I heard an elder friar last week tell me during visitation, “Mark, I’ve been able to receive the deepest desire for which I entered the order. I’ve lived a life of prayer. It makes me happy. My wish has been fulfilled!” This brother, who shall remain nameless, really exudes joy when in his presence. I walk away lighter. Oh, he’s got quite a concern for the poor that gets manifested in his life, too. And even a critique of us as a whole: “We need to reclaim our early enthusiasm. We’ve been goin’ to school in Paris and not taking care of the lepers.” His own connection to our charism has continued over the years.

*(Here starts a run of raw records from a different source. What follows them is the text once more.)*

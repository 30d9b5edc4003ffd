// Cairn - Research-data repository service core
// Copyright (c) 2025 Cairn Contributors
// Licensed under the MIT License

//! # Cairn
//!
//! Service core of a research-data repository: versioned datasets with files,
//! dataset locks, persistent identifier generation and registration, user
//! notifications, metadata export and search indexing.
//!
//! ## Architecture
//!
//! - [`cli`] - Command-line interface and argument parsing
//! - [`core`] - Business logic (update workflow, identifiers, locks, notifications, export)
//! - [`adapters`] - External integrations (PostgreSQL, DataCite/EZID, Solr, mail relay)
//! - [`domain`] - Core domain types and models
//! - [`config`] - Configuration management
//! - [`logging`] - Structured logging
//!
//! ## Quick Start
//!
//! ```rust,no_run
//! use cairn::config::load_config;
//! use cairn::core::update::{CommandContext, UpdateDatasetCommand};
//! use cairn::domain::{AuthenticatedUser, DatasetId, Principal};
//!
//! # async fn example(id: DatasetId) -> Result<(), Box<dyn std::error::Error>> {
//! let config = load_config("cairn.toml")?;
//! let (ctx, _stores) = CommandContext::from_config(&config).await?;
//!
//! let dataset = ctx.datasets.find_dataset(&id).await?.ok_or("no such dataset")?;
//! let caller = Principal::Authenticated(AuthenticatedUser::new("@admin", "admin@example.org").superuser());
//!
//! let saved = UpdateDatasetCommand::new(caller, dataset).execute(&ctx).await?;
//! println!("{:?}", saved.global_id);
//! # Ok(())
//! # }
//! ```
//!
//! ## Error Handling
//!
//! Library code returns [`domain::Result`], whose error is
//! [`domain::RepositoryError`]. Authorization, lock and validation failures
//! are raised before anything is written:
//!
//! ```rust
//! use cairn::domain::RepositoryError;
//!
//! let err = RepositoryError::LockConflict("dataset is locked for Ingest".into());
//! assert!(err.is_precondition_failure());
//! ```
//!
//! ## Logging
//!
//! Cairn logs through `tracing` with structured fields:
//!
//! ```rust,no_run
//! # let id = "7c9e6679-7425-40de-944b-e07fc1f90ae7";
//! tracing::info!(dataset_id = %id, "Dataset updated");
//! ```

pub mod adapters;
pub mod cli;
pub mod config;
pub mod core;
pub mod domain;
pub mod logging;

He did make a point. It is important for us to revisit our own initial vocation experience. There in a kernel is part of our initial and continued enthusiasm. Married couples return to their vocation story that begins generally with the line, “This is how we met…” They are frequently funny and encouraging. As we are in the midst of our own revitalization, I believe our shared story of the early companions of St. Francis holds our kernel of truth. The dream of Francis, his return to caves around Assisi, the care of lepers, meeting with Br. Bernardo, the experience of Rivo Torto, the rebuilding of San Damiano, the wildness of Lady Clare: all these stories hold revitalizing potential! This DNA was passed down through the crazy and serious friars whom we first met at our arrival to this brotherhood. It has been replicated in our own lives, hopefully leading to a life where many friars are saying, “My wish is being fulfilled.”

May others hearing their call to an alternative life see it in us and catch fire.

(Fr. Mark Soehner, OFM, is the Provincial Minister of the Province of St. John the Baptist.)